Stored items
= Beginning of Section =

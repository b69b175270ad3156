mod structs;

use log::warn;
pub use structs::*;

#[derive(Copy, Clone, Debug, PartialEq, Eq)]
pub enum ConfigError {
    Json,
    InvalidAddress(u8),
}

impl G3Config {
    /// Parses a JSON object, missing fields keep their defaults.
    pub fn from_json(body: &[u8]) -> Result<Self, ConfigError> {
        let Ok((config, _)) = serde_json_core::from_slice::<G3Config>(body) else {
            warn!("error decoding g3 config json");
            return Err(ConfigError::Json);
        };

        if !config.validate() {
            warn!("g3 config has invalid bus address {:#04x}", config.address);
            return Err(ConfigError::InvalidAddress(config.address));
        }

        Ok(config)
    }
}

= End of Section =
= Beginning of Section =

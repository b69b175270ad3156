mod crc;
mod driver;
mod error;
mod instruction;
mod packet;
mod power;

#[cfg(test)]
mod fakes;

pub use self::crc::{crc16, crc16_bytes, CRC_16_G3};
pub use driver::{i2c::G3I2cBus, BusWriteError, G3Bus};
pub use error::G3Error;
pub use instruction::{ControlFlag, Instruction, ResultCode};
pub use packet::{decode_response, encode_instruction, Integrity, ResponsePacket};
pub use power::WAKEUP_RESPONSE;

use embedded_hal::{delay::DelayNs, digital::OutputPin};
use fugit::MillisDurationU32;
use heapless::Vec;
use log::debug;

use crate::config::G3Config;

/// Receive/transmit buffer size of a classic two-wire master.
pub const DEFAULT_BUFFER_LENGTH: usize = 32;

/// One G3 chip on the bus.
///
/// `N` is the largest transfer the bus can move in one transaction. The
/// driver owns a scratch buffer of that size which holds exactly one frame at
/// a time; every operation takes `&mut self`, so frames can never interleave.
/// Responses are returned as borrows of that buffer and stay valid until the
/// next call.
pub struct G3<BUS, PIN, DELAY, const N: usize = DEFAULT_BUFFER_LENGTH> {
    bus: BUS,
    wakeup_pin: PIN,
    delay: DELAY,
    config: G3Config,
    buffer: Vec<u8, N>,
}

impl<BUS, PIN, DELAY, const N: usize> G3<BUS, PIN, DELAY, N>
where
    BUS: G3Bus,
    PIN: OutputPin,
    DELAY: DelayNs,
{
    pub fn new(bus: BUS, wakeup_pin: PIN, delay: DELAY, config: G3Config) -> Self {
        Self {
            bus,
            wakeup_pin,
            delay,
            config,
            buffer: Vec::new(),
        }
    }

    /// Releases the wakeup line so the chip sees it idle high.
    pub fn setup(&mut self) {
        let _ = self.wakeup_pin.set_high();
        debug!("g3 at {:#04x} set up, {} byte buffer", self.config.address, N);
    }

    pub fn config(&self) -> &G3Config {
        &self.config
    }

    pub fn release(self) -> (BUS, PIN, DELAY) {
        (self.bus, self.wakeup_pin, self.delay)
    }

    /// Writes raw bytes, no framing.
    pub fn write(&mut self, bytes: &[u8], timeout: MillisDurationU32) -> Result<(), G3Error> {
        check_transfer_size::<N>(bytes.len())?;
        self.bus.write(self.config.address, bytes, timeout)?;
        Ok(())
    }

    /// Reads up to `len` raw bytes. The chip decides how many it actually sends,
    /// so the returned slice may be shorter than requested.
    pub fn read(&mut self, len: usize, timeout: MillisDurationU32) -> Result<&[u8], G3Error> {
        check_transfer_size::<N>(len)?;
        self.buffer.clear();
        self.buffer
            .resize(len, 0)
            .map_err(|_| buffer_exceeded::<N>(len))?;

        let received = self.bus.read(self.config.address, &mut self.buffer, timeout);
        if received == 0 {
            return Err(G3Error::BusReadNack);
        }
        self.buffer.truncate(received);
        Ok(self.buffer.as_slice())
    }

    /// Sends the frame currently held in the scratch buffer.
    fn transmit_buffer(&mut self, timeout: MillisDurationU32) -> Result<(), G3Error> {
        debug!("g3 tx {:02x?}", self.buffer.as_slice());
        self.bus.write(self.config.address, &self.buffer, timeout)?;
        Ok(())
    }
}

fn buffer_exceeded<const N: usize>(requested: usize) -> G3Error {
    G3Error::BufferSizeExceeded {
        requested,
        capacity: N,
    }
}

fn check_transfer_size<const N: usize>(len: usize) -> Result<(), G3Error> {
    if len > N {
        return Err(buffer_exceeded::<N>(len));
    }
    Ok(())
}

= End of Section =

Problem to solve »
Go through the records above and, whenever a line includes the word "const", copy it.

Reply »
pub const DEFAULT_BUFFER_LENGTH: usize = 32;
pub struct G3<BUS, PIN, DELAY, const N: usize = DEFAULT_BUFFER_LENGTH> {
impl<BUS, PIN, DELAY, const N: usize> G3<BUS, PIN, DELAY, N>
fn buffer_exceeded<const N: usize>(requested: usize) -> G3Error {
fn check_transfer_size<const N: usize>(len: usize) -> Result<(), G3Error> {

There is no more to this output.